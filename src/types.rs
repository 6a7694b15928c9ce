use std::collections::{BTreeMap, HashSet};
use std::fmt;
use std::ops::{Index, IndexMut};
use std::str::FromStr;

use serde::{Deserialize, Serialize};

use crate::error::Error;

/// Default minimum equivalence class size
pub const DEFAULT_K_ANONYMITY: usize = 3;

/// Default log-space spread of the multiplicative value noise
pub const DEFAULT_NOISE_SIGMA: f64 = 0.12;

/// Default run seed
pub const DEFAULT_SEED: u64 = 42;

/// Resolution the noisy value is rounded to
pub const NOISE_RESOLUTION: f64 = 100.0;

/// Hex characters kept from a SHA-256 pseudonym
pub const HASH_TOKEN_LEN: usize = 16;

/// Number of quasi-identifier columns
pub const QID_COUNT: usize = 4;

/// Quasi-identifying attribute
#[derive(Debug, Clone, Copy, PartialEq, Eq, Hash, PartialOrd, Ord, Serialize, Deserialize)]
#[serde(rename_all = "snake_case")]
pub enum Qid {
    Age,
    Height,
    Role,
    Region,
}

impl Qid {
    #[allow(dead_code)]
    pub const ALL: [Qid; QID_COUNT] = [Qid::Age, Qid::Height, Qid::Role, Qid::Region];

    /// Slot of this QID inside a `QidValues` tuple
    pub fn index(self) -> usize {
        match self {
            Qid::Age => 0,
            Qid::Height => 1,
            Qid::Role => 2,
            Qid::Region => 3,
        }
    }
}

impl fmt::Display for Qid {
    fn fmt(&self, f: &mut fmt::Formatter<'_>) -> fmt::Result {
        let name = match self {
            Qid::Age => "age",
            Qid::Height => "height",
            Qid::Role => "role",
            Qid::Region => "region",
        };
        f.write_str(name)
    }
}

impl FromStr for Qid {
    type Err = Error;

    fn from_str(s: &str) -> Result<Self> {
        match s.trim().to_lowercase().as_str() {
            "age" | "age_bucket" => Ok(Qid::Age),
            "height" | "height_cm" | "height_bucket" => Ok(Qid::Height),
            "role" | "position" | "pos_group" => Ok(Qid::Role),
            "region" | "nationality" | "region_nat" => Ok(Qid::Region),
            other => Err(Error::Config(format!("unknown quasi-identifier '{}'", other))),
        }
    }
}

/// Current generalized value of every QID for one row
#[derive(Debug, Clone, Default, PartialEq, Eq, Hash, PartialOrd, Ord)]
pub struct QidValues([String; QID_COUNT]);

impl QidValues {
    pub fn new(age: &str, height: &str, role: &str, region: &str) -> Self {
        Self([
            age.to_string(),
            height.to_string(),
            role.to_string(),
            region.to_string(),
        ])
    }
}

impl Index<Qid> for QidValues {
    type Output = String;

    fn index(&self, qid: Qid) -> &String {
        &self.0[qid.index()]
    }
}

impl IndexMut<Qid> for QidValues {
    fn index_mut(&mut self, qid: Qid) -> &mut String {
        &mut self.0[qid.index()]
    }
}

/// Non-identifying attribute permuted inside each final equivalence class
#[derive(Debug, Clone, Copy, PartialEq, Eq, Hash, Serialize, Deserialize)]
#[serde(rename_all = "snake_case")]
pub enum ShuffleTarget {
    /// Utility score (pace)
    Pace,
    /// Noisy sensitive value
    MarketValue,
}

impl FromStr for ShuffleTarget {
    type Err = Error;

    fn from_str(s: &str) -> Result<Self> {
        match s.trim().to_lowercase().as_str() {
            "pace" | "utility" => Ok(ShuffleTarget::Pace),
            "market_value" | "value" | "market_value_eur_noisy" => Ok(ShuffleTarget::MarketValue),
            other => Err(Error::Config(format!("unknown shuffle target '{}'", other))),
        }
    }
}

/// How direct identifiers are replaced
#[derive(Debug, Clone, PartialEq, Eq, Serialize, Deserialize)]
#[serde(tag = "kind", rename_all = "snake_case")]
pub enum PseudonymStrategy {
    /// Seeded random token per row position, no relation to the identifier
    Random,
    /// Truncated SHA-256 of salt + identifier, stable across runs
    Hash { salt: String },
}

/// Independent random streams derived from the run seed
#[derive(Debug, Clone, Copy, PartialEq, Eq)]
pub enum RngStream {
    Noise,
    Pseudonym,
    Shuffle,
}

/// Anonymization run configuration
#[derive(Debug, Clone, Serialize, Deserialize)]
pub struct AnonymizationConfig {
    /// Minimum equivalence class size
    pub k: usize,

    /// Log-normal spread for value noise
    pub sigma: f64,

    /// Seed for every randomized component
    pub seed: u64,

    /// QIDs in the order they are escalated
    pub escalation_order: Vec<Qid>,

    /// Attributes shuffled within final classes
    pub shuffle_targets: Vec<ShuffleTarget>,

    /// Identifier replacement policy
    pub pseudonym: PseudonymStrategy,

    /// Overwrite the region of rows still violating after enforcement with the most common region
    pub fill_common_region: bool,
}

impl Default for AnonymizationConfig {
    fn default() -> Self {
        Self {
            k: DEFAULT_K_ANONYMITY,
            sigma: DEFAULT_NOISE_SIGMA,
            seed: DEFAULT_SEED,
            escalation_order: vec![Qid::Height, Qid::Age, Qid::Role, Qid::Region],
            shuffle_targets: vec![ShuffleTarget::Pace, ShuffleTarget::MarketValue],
            pseudonym: PseudonymStrategy::Random,
            fill_common_region: false,
        }
    }
}

impl AnonymizationConfig {
    /// Refuse to run with a configuration that weakens the guarantee
    pub fn validate(&self) -> Result<()> {
        if self.k < 1 {
            return Err(Error::Config("k must be at least 1".to_string()));
        }
        if !self.sigma.is_finite() || self.sigma < 0.0 {
            return Err(Error::Config(format!(
                "sigma must be a finite non-negative number, got {}",
                self.sigma
            )));
        }
        if self.escalation_order.is_empty() {
            return Err(Error::Config("escalation order is empty".to_string()));
        }
        let mut seen = HashSet::new();
        for qid in &self.escalation_order {
            if !seen.insert(*qid) {
                return Err(Error::Config(format!(
                    "quasi-identifier '{}' appears twice in escalation order",
                    qid
                )));
            }
        }
        Ok(())
    }

    /// Seed for one randomized component
    pub fn stream_seed(&self, stream: RngStream) -> u64 {
        let salt: u64 = match stream {
            RngStream::Noise => 0,
            RngStream::Pseudonym => 1,
            RngStream::Shuffle => 2,
        };
        self.seed ^ salt.wrapping_mul(0x9E37_79B9_7F4A_7C15)
    }
}

/// One validated input row
#[derive(Debug, Clone, PartialEq)]
pub struct RawRecord {
    pub identifier: String,
    pub age: f64,
    pub height_cm: f64,
    pub nationality: String,
    pub position: String,
    pub pace: f64,
    pub market_value: f64,
}

/// One released row; field order is the output column order
#[derive(Debug, Clone, PartialEq, Serialize, Deserialize)]
pub struct AnonymizedRecord {
    pub player_id: String,
    pub age_bucket: String,
    pub height_bucket: String,
    pub pos_group: String,
    pub region_nat: String,
    pub market_value_eur_noisy: f64,
    pub pace: f64,
}

/// Rows of named string fields as delivered by a reader
#[derive(Debug, Clone, Default, PartialEq)]
pub struct Table {
    pub headers: Vec<String>,
    pub rows: Vec<Vec<String>>,
}

/// Supported file formats
#[derive(Debug, Clone, Copy, PartialEq, Eq, Serialize, Deserialize)]
#[serde(rename_all = "lowercase")]
pub enum FileFormat {
    Csv,
    Tsv,
    Excel,
}

impl FileFormat {
    pub fn from_extension(ext: &str) -> Option<Self> {
        match ext.to_lowercase().as_str() {
            "csv" => Some(FileFormat::Csv),
            "tsv" | "tab" => Some(FileFormat::Tsv),
            "xlsx" | "xls" | "xlsm" | "xlsb" => Some(FileFormat::Excel),
            _ => None,
        }
    }
}

/// Outcome of one anonymization run, reported alongside the released table
#[derive(Debug, Clone, Default, PartialEq, Serialize, Deserialize)]
pub struct RunMetrics {
    /// Rows released
    pub rows: usize,

    /// Requested minimum class size
    pub k: usize,

    /// Escalation rounds used
    pub rounds: usize,

    /// Structural bound on rounds
    pub max_rounds: usize,

    /// Distinct QID tuples in the release
    pub equivalence_classes: usize,

    /// Rows left in classes smaller than k
    pub violating_rows: usize,

    /// Classes smaller than k
    pub shortfall_classes: usize,

    /// Smallest class size, absent for an empty table
    #[serde(skip_serializing_if = "Option::is_none")]
    pub min_class_size: Option<usize>,

    /// Row-level coarsenings applied per QID
    pub escalations: BTreeMap<Qid, usize>,

    /// Rows whose region was replaced by the common-region fallback
    pub region_fallback_rows: usize,

    /// True when every class has at least k members
    pub soft_guarantee_met: bool,

    /// Linkage property of the released identifiers
    pub pseudonym_policy: String,
}

/// Result type for the application
pub type Result<T> = std::result::Result<T, crate::error::Error>;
__________________________________________________
**Instructions for the task**
Reproduce exactly, and only, the part of the listing above that begins at the line with "bound on rounds" and goes on through the line with "for the application".

**Answer space**
    /// Structural bound on rounds
    pub max_rounds: usize,

    /// Distinct QID tuples in the release
    pub equivalence_classes: usize,

    /// Rows left in classes smaller than k
    pub violating_rows: usize,

    /// Classes smaller than k
    pub shortfall_classes: usize,

    /// Smallest class size, absent for an empty table
    #[serde(skip_serializing_if = "Option::is_none")]
    pub min_class_size: Option<usize>,

    /// Row-level coarsenings applied per QID
    pub escalations: BTreeMap<Qid, usize>,

    /// Rows whose region was replaced by the common-region fallback
    pub region_fallback_rows: usize,

    /// True when every class has at least k members
    pub soft_guarantee_met: bool,

    /// Linkage property of the released identifiers
    pub pseudonym_policy: String,
}

/// Result type for the application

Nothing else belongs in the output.